Dataset records START

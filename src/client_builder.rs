use crate::client::{Session, SessionConfig};
use crate::conn::Transport;
use crate::error::{Error, Result};
use std::io;
use std::net::{TcpStream, ToSocketAddrs};
use std::time::Duration;
use tracing::{debug, warn};

#[cfg(feature = "native-tls")]
use native_tls::{TlsConnector, TlsStream};
#[cfg(feature = "rustls-tls")]
use rustls_connector::{RustlsConnector, TlsStream as RustlsStream};

/// The port IMAP servers listen on for implicit TLS.
pub const IMAPS_PORT: u16 = 993;

/// A convenience builder for [`Session`]s over encrypted transports.
///
/// Every `Session`-yielding function connects, performs the TLS handshake and reads the server
/// greeting, so the returned session is ready for its first command.
///
/// Creating a [`Session`] using `native-tls` transport is straightforward:
/// ```no_run
/// # use imap_skim::ClientBuilder;
/// # fn main() -> Result<(), imap_skim::Error> {
/// let session = ClientBuilder::new("imap.example.com", 993).native_tls()?;
/// # Ok(())
/// # }
/// ```
///
/// Similarly, if using the `rustls-tls` feature you can create a [`Session`] using rustls:
/// ```no_run
/// # use imap_skim::ClientBuilder;
/// # fn main() -> Result<(), imap_skim::Error> {
/// let session = ClientBuilder::new("imap.example.com", 993).rustls()?;
/// # Ok(())
/// # }
/// ```
///
/// Timeouts apply to establishing the connection and, through [`SessionConfig`], to every
/// command afterwards:
/// ```no_run
/// # use imap_skim::{ClientBuilder, SessionConfig};
/// # use std::time::Duration;
/// # fn main() -> Result<(), imap_skim::Error> {
/// let session = ClientBuilder::new("imap.example.com", 993)
///     .connect_timeout(Duration::from_secs(5))
///     .config(SessionConfig::strict().with_timeout(Some(Duration::from_secs(10))))
///     .native_tls()?;
/// # Ok(())
/// # }
/// ```
#[derive(Debug, Clone)]
pub struct ClientBuilder<D>
where
    D: AsRef<str>,
{
    domain: D,
    port: u16,
    connect_timeout: Option<Duration>,
    config: SessionConfig,
}

impl<D> ClientBuilder<D>
where
    D: AsRef<str>,
{
    /// Make a new `ClientBuilder` using the given domain and port.
    pub fn new(domain: D, port: u16) -> Self {
        ClientBuilder {
            domain,
            port,
            connect_timeout: None,
            config: SessionConfig::default(),
        }
    }

    /// Give up on each resolved address if it does not accept the connection within `timeout`.
    pub fn connect_timeout(&mut self, timeout: Duration) -> &mut Self {
        self.connect_timeout = Some(timeout);
        self
    }

    /// Use `config` for the session.
    pub fn config(&mut self, config: SessionConfig) -> &mut Self {
        self.config = config;
        self
    }

    /// Return a new [`Session`] using a `native-tls` transport.
    #[cfg(feature = "native-tls")]
    #[cfg_attr(docsrs, doc(cfg(feature = "native-tls")))]
    pub fn native_tls(&mut self) -> Result<Session<TlsStream<TcpStream>>> {
        self.connect(|domain, tcp| {
            let ssl_conn = TlsConnector::builder().build()?;
            Ok(TlsConnector::connect(&ssl_conn, domain, tcp)?)
        })
    }

    /// Return a new [`Session`] using `rustls` transport.
    #[cfg(feature = "rustls-tls")]
    #[cfg_attr(docsrs, doc(cfg(feature = "rustls-tls")))]
    pub fn rustls(&mut self) -> Result<Session<RustlsStream<TcpStream>>> {
        self.connect(|domain, tcp| {
            let ssl_conn = RustlsConnector::new_with_native_certs()?;
            Ok(ssl_conn.connect(domain, tcp)?)
        })
    }

    /// Make a [`Session`] using a custom TLS initialization. This function is intended
    /// to be used if your TLS setup requires custom work such as adding private CAs
    /// or other specific TLS parameters.
    ///
    /// The `handshake` argument should accept two parameters:
    ///
    /// - domain: [`&str`]
    /// - tcp: [`TcpStream`]
    ///
    /// and yield a `Result<C>` where `C` is a [`Transport`]. It should only perform
    /// TLS initialization over the given `tcp` socket and return the encrypted stream
    /// object, such as a [`native_tls::TlsStream`] or a [`rustls_connector::TlsStream`].
    ///
    /// Returning the `tcp` socket unchanged gives a plaintext session, which is only suitable
    /// for local testing.
    ///
    /// ```no_run
    /// # use imap_skim::ClientBuilder;
    /// # use rustls_connector::RustlsConnector;
    /// # fn main() -> Result<(), imap_skim::Error> {
    /// let session = ClientBuilder::new("imap.example.com", 993)
    ///     .connect(|domain, tcp| {
    ///         let ssl_conn = RustlsConnector::new_with_native_certs()?;
    ///         Ok(ssl_conn.connect(domain, tcp)?)
    ///     })?;
    /// # Ok(())
    /// # }
    /// ```
    pub fn connect<F, C>(&mut self, handshake: F) -> Result<Session<C>>
    where
        F: FnOnce(&str, TcpStream) -> Result<C>,
        C: Transport,
    {
        let tcp = self.tcp()?;
        let tls = handshake(self.domain.as_ref(), tcp)?;

        let mut session = Session::with_config(tls, self.config);
        session.read_greeting()?;
        Ok(session)
    }

    fn tcp(&self) -> Result<TcpStream> {
        let addr = (self.domain.as_ref(), self.port);
        let Some(timeout) = self.connect_timeout else {
            return Ok(TcpStream::connect(addr)?);
        };

        // TcpStream::connect_timeout takes a single address, so try each resolved one in turn
        let mut last_err = None;
        for addr in addr.to_socket_addrs()? {
            match TcpStream::connect_timeout(&addr, timeout) {
                Ok(tcp) => {
                    debug!(%addr, "connected");
                    return Ok(tcp);
                }
                Err(e) => {
                    warn!(%addr, error = %e, "couldn't connect");
                    last_err = Some(e);
                }
            }
        }

        Err(Error::Transport(last_err.unwrap_or_else(|| {
            io::Error::new(
                io::ErrorKind::NotFound,
                format!("no addresses found for {}", self.domain.as_ref()),
            )
        })))
    }
}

Dataset records END

What you have to do:
Retype the data exactly as given.

Response area:
filename src/client_builder.rs
use crate::client::{Session, SessionConfig};
use crate::conn::Transport;
use crate::error::{Error, Result};
use std::io;
use std::net::{TcpStream, ToSocketAddrs};
use std::time::Duration;
use tracing::{debug, warn};

#[cfg(feature = "native-tls")]
use native_tls::{TlsConnector, TlsStream};
#[cfg(feature = "rustls-tls")]
use rustls_connector::{RustlsConnector, TlsStream as RustlsStream};

/// The port IMAP servers listen on for implicit TLS.
pub const IMAPS_PORT: u16 = 993;

/// A convenience builder for [`Session`]s over encrypted transports.
///
/// Every `Session`-yielding function connects, performs the TLS handshake and reads the server
/// greeting, so the returned session is ready for its first command.
///
/// Creating a [`Session`] using `native-tls` transport is straightforward:
/// ```no_run
/// # use imap_skim::ClientBuilder;
/// # fn main() -> Result<(), imap_skim::Error> {
/// let session = ClientBuilder::new("imap.example.com", 993).native_tls()?;
/// # Ok(())
/// # }
/// ```
///
/// Similarly, if using the `rustls-tls` feature you can create a [`Session`] using rustls:
/// ```no_run
/// # use imap_skim::ClientBuilder;
/// # fn main() -> Result<(), imap_skim::Error> {
/// let session = ClientBuilder::new("imap.example.com", 993).rustls()?;
/// # Ok(())
/// # }
/// ```
///
/// Timeouts apply to establishing the connection and, through [`SessionConfig`], to every
/// command afterwards:
/// ```no_run
/// # use imap_skim::{ClientBuilder, SessionConfig};
/// # use std::time::Duration;
/// # fn main() -> Result<(), imap_skim::Error> {
/// let session = ClientBuilder::new("imap.example.com", 993)
///     .connect_timeout(Duration::from_secs(5))
///     .config(SessionConfig::strict().with_timeout(Some(Duration::from_secs(10))))
///     .native_tls()?;
/// # Ok(())
/// # }
/// ```
#[derive(Debug, Clone)]
pub struct ClientBuilder<D>
where
    D: AsRef<str>,
{
    domain: D,
    port: u16,
    connect_timeout: Option<Duration>,
    config: SessionConfig,
}

impl<D> ClientBuilder<D>
where
    D: AsRef<str>,
{
    /// Make a new `ClientBuilder` using the given domain and port.
    pub fn new(domain: D, port: u16) -> Self {
        ClientBuilder {
            domain,
            port,
            connect_timeout: None,
            config: SessionConfig::default(),
        }
    }

    /// Give up on each resolved address if it does not accept the connection within `timeout`.
    pub fn connect_timeout(&mut self, timeout: Duration) -> &mut Self {
        self.connect_timeout = Some(timeout);
        self
    }

    /// Use `config` for the session.
    pub fn config(&mut self, config: SessionConfig) -> &mut Self {
        self.config = config;
        self
    }

    /// Return a new [`Session`] using a `native-tls` transport.
    #[cfg(feature = "native-tls")]
    #[cfg_attr(docsrs, doc(cfg(feature = "native-tls")))]
    pub fn native_tls(&mut self) -> Result<Session<TlsStream<TcpStream>>> {
        self.connect(|domain, tcp| {
            let ssl_conn = TlsConnector::builder().build()?;
            Ok(TlsConnector::connect(&ssl_conn, domain, tcp)?)
        })
    }

    /// Return a new [`Session`] using `rustls` transport.
    #[cfg(feature = "rustls-tls")]
    #[cfg_attr(docsrs, doc(cfg(feature = "rustls-tls")))]
    pub fn rustls(&mut self) -> Result<Session<RustlsStream<TcpStream>>> {
        self.connect(|domain, tcp| {
            let ssl_conn = RustlsConnector::new_with_native_certs()?;
            Ok(ssl_conn.connect(domain, tcp)?)
        })
    }

    /// Make a [`Session`] using a custom TLS initialization. This function is intended
    /// to be used if your TLS setup requires custom work such as adding private CAs
    /// or other specific TLS parameters.
    ///
    /// The `handshake` argument should accept two parameters:
    ///
    /// - domain: [`&str`]
    /// - tcp: [`TcpStream`]
    ///
    /// and yield a `Result<C>` where `C` is a [`Transport`]. It should only perform
    /// TLS initialization over the given `tcp` socket and return the encrypted stream
    /// object, such as a [`native_tls::TlsStream`] or a [`rustls_connector::TlsStream`].
    ///
    /// Returning the `tcp` socket unchanged gives a plaintext session, which is only suitable
    /// for local testing.
    ///
    /// ```no_run
    /// # use imap_skim::ClientBuilder;
    /// # use rustls_connector::RustlsConnector;
    /// # fn main() -> Result<(), imap_skim::Error> {
    /// let session = ClientBuilder::new("imap.example.com", 993)
    ///     .connect(|domain, tcp| {
    ///         let ssl_conn = RustlsConnector::new_with_native_certs()?;
    ///         Ok(ssl_conn.connect(domain, tcp)?)
    ///     })?;
    /// # Ok(())
    /// # }
    /// ```
    pub fn connect<F, C>(&mut self, handshake: F) -> Result<Session<C>>
    where
        F: FnOnce(&str, TcpStream) -> Result<C>,
        C: Transport,
    {
        let tcp = self.tcp()?;
        let tls = handshake(self.domain.as_ref(), tcp)?;

        let mut session = Session::with_config(tls, self.config);
        session.read_greeting()?;
        Ok(session)
    }

    fn tcp(&self) -> Result<TcpStream> {
        let addr = (self.domain.as_ref(), self.port);
        let Some(timeout) = self.connect_timeout else {
            return Ok(TcpStream::connect(addr)?);
        };

        // TcpStream::connect_timeout takes a single address, so try each resolved one in turn
        let mut last_err = None;
        for addr in addr.to_socket_addrs()? {
            match TcpStream::connect_timeout(&addr, timeout) {
                Ok(tcp) => {
                    debug!(%addr, "connected");
                    return Ok(tcp);
                }
                Err(e) => {
                    warn!(%addr, error = %e, "couldn't connect");
                    last_err = Some(e);
                }
            }
        }

        Err(Error::Transport(last_err.unwrap_or_else(|| {
            io::Error::new(
                io::ErrorKind::NotFound,
                format!("no addresses found for {}", self.domain.as_ref()),
            )
        })))
    }
}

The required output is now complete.